- PROBLEM DETAILS:
Gather every line below where "serde" appears.

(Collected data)
————————
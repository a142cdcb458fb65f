use super::error::DatasetError;
use crate::core::models::charge::ChargeType;
use serde::{Deserialize, Serialize};
use std::fs;
use std::path::Path;

pub const DEFAULT_MAX_ATOM: usize = 100;

/// Dataset-wide settings persisted as `config.toml` next to the series files.
#[derive(Debug, Clone, Copy, PartialEq, Eq, Serialize, Deserialize)]
#[serde(rename_all = "kebab-case", deny_unknown_fields)]
pub struct DatasetConfig {
    pub max_atom: usize,
    #[serde(default)]
    pub charge_type: ChargeType,
    /// Whether the stored structures are expressed in principal-axis coordinates.
    #[serde(default)]
    pub mi_coordinates: bool,
}

impl Default for DatasetConfig {
    fn default() -> Self {
        Self {
            max_atom: DEFAULT_MAX_ATOM,
            charge_type: ChargeType::default(),
            mi_coordinates: false,
        }
    }
}

impl DatasetConfig {
    pub fn load(path: &Path) -> Result<Self, DatasetError> {
        let content = fs::read_to_string(path).map_err(|e| DatasetError::io(path, e))?;
        let config: Self = toml::from_str(&content).map_err(|e| DatasetError::Config {
            path: path.to_path_buf(),
            message: e.to_string(),
        })?;
        if config.max_atom == 0 {
            return Err(DatasetError::Config {
                path: path.to_path_buf(),
                message: "max-atom must be at least 1".to_string(),
            });
        }
        Ok(config)
    }

    pub fn save(&self, path: &Path) -> Result<(), DatasetError> {
        let content = toml::to_string(self).map_err(|e| DatasetError::Config {
            path: path.to_path_buf(),
            message: e.to_string(),
        })?;
        fs::write(path, content).map_err(|e| DatasetError::io(path, e))
    }
}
————————
- TASK SOLUTION:
use serde::{Deserialize, Serialize};
#[serde(rename_all = "kebab-case", deny_unknown_fields)]
    #[serde(default)]
    #[serde(default)]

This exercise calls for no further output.